Updated: Aug 9, 2019

A first hand account of Instagram infamy versus reality and the importance of sustainable tourism.


The first time I laid eyes on the travertine terraces of Pamukkale, I decided I had to go.  Something about the cotton like structures beg to be seen in person.  And I'm not the only one that feels this way.  Hundreds of thousands of visitors have traveled to the region for the famed formations and pools fed by hot springs.  Ironically, the beauty of this place is being compromised by the tourists it attracts.

Initially I was torn about showing you these images and sharing my experiences about this remarkable place.  However, I decided to post; hoping that you would consider what it means to not only discover beauty but to preserve it as well.



Pamukkale is translated to mean "cotton castle."  The formations developed over the course of thousands of years from the calcium carbonate deposits in the mineral enriched hot spring water.  Even the ancient Greeks believed this site possessed unmatched beauty and built the city of Heirapolus nearby.  I promise, I'm almost finished with the history lesson, but it must be said that in the mid to late 1900s visitors increased exponentially and part of the rock formations were destroyed to build a hotel.  With little regulation, the site was falling to ruin.  However, after Pamukkale's natural wonder was deemed a World Heritage location, protections were put into place.   Additionally, man made pools were constructed to prevent tourists from entering the naturally occurring ones.

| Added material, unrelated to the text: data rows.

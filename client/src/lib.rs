//! virta-client - producer library for the virta events gateway
//!
//! Builds typed events and forwards them to the gateway over gRPC, either
//! synchronously (one RPC per event, errors surface to the caller) or
//! asynchronously (buffered, batched, retried; fire-and-forget).
//!
//! # Example
//!
//! ```no_run
//! use std::collections::HashMap;
//! use virta_client::{Client, Config};
//!
//! # async fn run() -> Result<(), virta_client::ClientError> {
//! let mut config = Config::new("gameplay", "http://localhost:5000");
//! config.async_mode = true;
//!
//! let client = Client::new(config)?;
//! client
//!     .send("match.started", HashMap::from([("map".into(), "dust".into())]))
//!     .await?;
//!
//! // waits until every accepted event was delivered or dropped
//! client.graceful_stop().await?;
//! # Ok(())
//! # }
//! ```

#![deny(unsafe_code)]
#![warn(clippy::unwrap_used)]
#![warn(clippy::expect_used)]
#![warn(clippy::panic)]

mod async_mode;
pub mod client;
pub mod config;
pub mod error;
pub mod metrics;
mod pending;
mod strategy;
mod sync;

pub use client::Client;
pub use config::Config;
pub use error::ClientError;
pub use metrics::Metrics;

pub use virta_core::{Event, EventExt};
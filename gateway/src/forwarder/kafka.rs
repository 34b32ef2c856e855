//! Kafka forwarder backed by an rdkafka `FutureProducer`
//!
//! Prepends the configured topic prefix, injects the active trace context
//! into the message headers, and blocks until the broker acknowledges the
//! delivery (leader-only acks by default).

use crate::config::KafkaConfig;
use crate::error::{ForwardError, GatewayError};
use crate::forwarder::Forwarder;
use async_trait::async_trait;
use opentelemetry::propagation::Injector;
use rdkafka::config::ClientConfig;
use rdkafka::error::KafkaError;
use rdkafka::message::{Header, OwnedHeaders};
use rdkafka::producer::{FutureProducer, FutureRecord};
use rdkafka::types::RDKafkaErrorCode;
use rdkafka::util::Timeout;
use std::time::Duration;
use tracing::debug;
use tracing_opentelemetry::OpenTelemetrySpanExt;

pub struct KafkaForwarder {
    producer: FutureProducer,
    topic_prefix: String,
    delivery_timeout: Duration,
}

impl KafkaForwarder {
    pub fn new(config: &KafkaConfig) -> Result<Self, GatewayError> {
        let producer: FutureProducer = ClientConfig::new()
            .set("bootstrap.servers", &config.brokers)
            .set("client.id", &config.client_id)
            .set("acks", &config.acks)
            .set("message.max.bytes", config.max_message_bytes.to_string())
            .set(
                "message.timeout.ms",
                config.message_timeout.as_millis().to_string(),
            )
            .set("compression.type", "snappy")
            .create()?;

        debug!(brokers = %config.brokers, topic_prefix = %config.topic_prefix, "kafka producer created");

        Ok(Self {
            producer,
            topic_prefix: config.topic_prefix.clone(),
            delivery_timeout: config.message_timeout,
        })
    }

    /// Collect the active trace context into Kafka message headers so the
    /// downstream consumer joins the same trace.
    fn trace_headers() -> OwnedHeaders {
        let mut carrier = HeaderCarrier::default();
        let context = tracing::Span::current().context();
        opentelemetry::global::get_text_map_propagator(|propagator| {
            propagator.inject_context(&context, &mut carrier);
        });

        let mut headers = OwnedHeaders::new();
        for (key, value) in &carrier.entries {
            headers = headers.insert(Header {
                key,
                value: Some(value.as_str()),
            });
        }
        headers
    }
}

#[async_trait]
impl Forwarder for KafkaForwarder {
    async fn produce(&self, topic: &str, payload: Vec<u8>) -> Result<(i32, i64), ForwardError> {
        let prefixed_topic = format!("{}{}", self.topic_prefix, topic);
        let record = FutureRecord::<(), _>::to(&prefixed_topic)
            .payload(&payload)
            .headers(Self::trace_headers());

        match self
            .producer
            .send(record, Timeout::After(self.delivery_timeout))
            .await
        {
            Ok((partition, offset)) => Ok((partition, offset)),
            Err((err, _message)) => Err(classify(err)),
        }
    }
}

#[derive(Default)]
struct HeaderCarrier {
    entries: Vec<(String, String)>,
}

impl Injector for HeaderCarrier {
    fn set(&mut self, key: &str, value: String) {
        self.entries.push((key.to_string(), value));
    }
}

/// Map driver errors onto the forwarder's error kinds. The sender reports
/// these verbatim; only the client decides what is retryable.
fn classify(err: KafkaError) -> ForwardError {
    let code = match &err {
        KafkaError::MessageProduction(code) => *code,
        _ => return ForwardError::Unknown(err.to_string()),
    };
    match code {
        RDKafkaErrorCode::MessageSizeTooLarge => ForwardError::PayloadTooLarge(err.to_string()),
        RDKafkaErrorCode::MessageTimedOut
        | RDKafkaErrorCode::RequestTimedOut
        | RDKafkaErrorCode::OperationTimedOut => ForwardError::Timeout(err.to_string()),
        RDKafkaErrorCode::BrokerTransportFailure | RDKafkaErrorCode::AllBrokersDown => {
            ForwardError::BrokerUnavailable(err.to_string())
        }
        _ => ForwardError::Unknown(err.to_string()),
    }
}
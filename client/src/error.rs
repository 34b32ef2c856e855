//! Error types for the virta client

use thiserror::Error;

/// Result type alias for client operations
pub type Result<T> = std::result::Result<T, ClientError>;

#[derive(Error, Debug)]
pub enum ClientError {
    /// No default topic configured
    #[error("no kafka topic informed")]
    MissingTopic,

    /// No gateway address configured
    #[error("no grpc server address informed")]
    MissingServerAddress,

    /// The gateway address could not be parsed as an endpoint
    #[error("invalid server address: {0}")]
    InvalidServerAddress(String),

    /// `send` was called after `graceful_stop`
    #[error("client is stopped")]
    Stopped,

    /// The per-call deadline elapsed before the RPC completed
    #[error("request deadline exceeded")]
    DeadlineExceeded,

    /// The gateway returned a non-OK status
    #[error(transparent)]
    Rpc(#[from] tonic::Status),

    /// The transport failed
    #[error("transport error: {0}")]
    Transport(#[from] tonic::transport::Error),

    /// Metrics registration error
    #[error("metrics error: {0}")]
    Metrics(String),
}
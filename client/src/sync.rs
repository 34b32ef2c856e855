//! Synchronous delivery strategy
//!
//! One `SendEvent` RPC per call, under a fresh per-call deadline. Errors
//! surface verbatim to the producer, which decides what to do with them.

use crate::error::ClientError;
use crate::metrics::{Metrics, STATUS_FAILED, STATUS_OK};
use crate::strategy::SendStrategy;
use async_trait::async_trait;
use std::time::{Duration, Instant};
use tonic::transport::Channel;
use tracing::{debug, error};
use virta_core::proto::events_forwarder_client::EventsForwarderClient;
use virta_core::{routes, Event};

pub(crate) struct SyncSender {
    client: EventsForwarderClient<Channel>,
    timeout: Duration,
    metrics: &'static Metrics,
}

impl SyncSender {
    pub(crate) fn new(
        channel: Channel,
        timeout: Duration,
        metrics: &'static Metrics,
    ) -> Self {
        Self {
            client: EventsForwarderClient::new(channel),
            timeout,
            metrics,
        }
    }
}

#[async_trait]
impl SendStrategy for SyncSender {
    async fn send(&self, event: Event) -> Result<(), ClientError> {
        let start = Instant::now();
        let topic = event.topic.clone();

        let mut client = self.client.clone();
        let mut request = tonic::Request::new(event);
        request.set_timeout(self.timeout);

        let outcome = match tokio::time::timeout(self.timeout, client.send_event(request)).await {
            Ok(Ok(_response)) => Ok(()),
            Ok(Err(status)) => Err(ClientError::Rpc(status)),
            Err(_elapsed) => Err(ClientError::DeadlineExceeded),
        };

        let elapsed_ms = start.elapsed().as_secs_f64() * 1000.0;
        let status = match &outcome {
            Ok(()) => STATUS_OK,
            Err(_) => STATUS_FAILED,
        };
        self.metrics
            .response_time
            .with_label_values(&[routes::SEND_EVENT, &topic, "0", status])
            .observe(elapsed_ms);
        self.metrics
            .events
            .with_label_values(&[routes::SEND_EVENT, &topic, "0", status])
            .inc();

        match &outcome {
            Ok(()) => debug!(topic = %topic, elapsed_ms, "event sent"),
            Err(err) => error!(topic = %topic, error = %err, "error processing request"),
        }
        outcome
    }

    async fn graceful_stop(&self) -> Result<(), ClientError> {
        // nothing buffered; the channel closes when the client drops
        Ok(())
    }
}
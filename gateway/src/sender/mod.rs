//! Event sender
//!
//! The sender sits between the RPC layer and the forwarder: it validates
//! events, enforces the payload bound, serializes to Avro, and dispatches
//! produces. Batches fan out one task per event so a slow partition never
//! serializes the whole request.

mod kafka;

pub use kafka::KafkaSender;

use crate::error::SendError;
use async_trait::async_trait;
use virta_core::Event;

#[async_trait]
pub trait Sender: Send + Sync {
    /// Validate, serialize and publish a single event.
    async fn send_event(&self, event: &Event) -> Result<(), SendError>;

    /// Publish a batch, one concurrent produce per event. Returns the
    /// positions of the events that failed, in no particular order;
    /// partial failure is not an error of the batch itself.
    async fn send_events(&self, events: Vec<Event>) -> Vec<i64>;
}
//! virta-gateway - events gateway server
//!
//! Terminates the `EventsForwarder` gRPC service, validates and serializes
//! incoming events into Avro records, and publishes them onto Kafka:
//!
//! ```text
//! producers ──► gRPC ──► sender ──► codec ──► forwarder ──► Kafka
//! ```
//!
//! Batches fan out one produce per event; the positions of failed events
//! travel back to the client in `failure_indexes`, and the client retries
//! exactly those.

#![deny(unsafe_code)]
#![warn(clippy::unwrap_used)]
#![warn(clippy::expect_used)]
#![warn(clippy::panic)]

pub mod app;
pub mod codec;
pub mod config;
pub mod error;
pub mod forwarder;
pub mod interceptor;
pub mod metrics;
pub mod metrics_server;
pub mod sender;
pub mod server;

pub use app::App;
pub use codec::{EventCodec, EventRecord};
pub use config::{Config, KafkaConfig, KeepaliveConfig};
pub use error::{ForwardError, GatewayError, SendError};
pub use forwarder::{Forwarder, KafkaForwarder};
pub use metrics::Metrics;
pub use metrics_server::MetricsServer;
pub use sender::{KafkaSender, Sender};
pub use server::EventsForwarderService;
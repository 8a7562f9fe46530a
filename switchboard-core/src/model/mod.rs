mod envelope;
mod room;
mod signaling;
mod user;

pub use envelope::Envelope;
pub use room::RoomId;
pub use signaling::{Descriptor, DescriptorKind, IceCandidate, IceServerConfig, SignalMessage};
pub use user::UserId;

Interesting Fact:  Above is the a comparison image of the pools in Pamukkale.  The top half was found on the internet, and I photographed the bottom photo myself.  It is hard to tell how often, the pools or travetine terraces are filled with water.  My survey of timestamped pictures online have revealed that the pools are empty routinely. Even one Trip Advisor review stated that the natural formations have been permanently without water for the last 13 years.  Additionally, visitors are prohibited from walking on this section of the site to prevent further degradation.  Based on these two limitations/changes, there is a good chance you will not experience what is often portrayed in images of Pamukkale.

Above is a picture that reflects the current state of the site.  It is very beautiful, but different from it's past iteration.  I have to admit when I arrived and discovered that THIS was it, I was disappointed.  I wanted to recreate the images that inspired my trip in the first place.  To add insult to injury, the park's gift shop even had the nerve to sell images of the classic Pamukkale on post cards and other souvenirs; further perpetuating the misconception of the place. 

 


Heirapolus ruin situated near by

Travel is wonderful, but Pamukkale showed me that my adventures can contribute to the demise of the very place I enjoyed visiting.  Supporting tourism efforts that promote sustainability is a priceless way to preserve beauty and travel responsibly.  This concept can be applied not only to a physical location, but to the wildlife and even people of a region.  Essentially, it is wise to ask, "What are the consequences of my travels for myself, the environment, the people, the culture, etc?"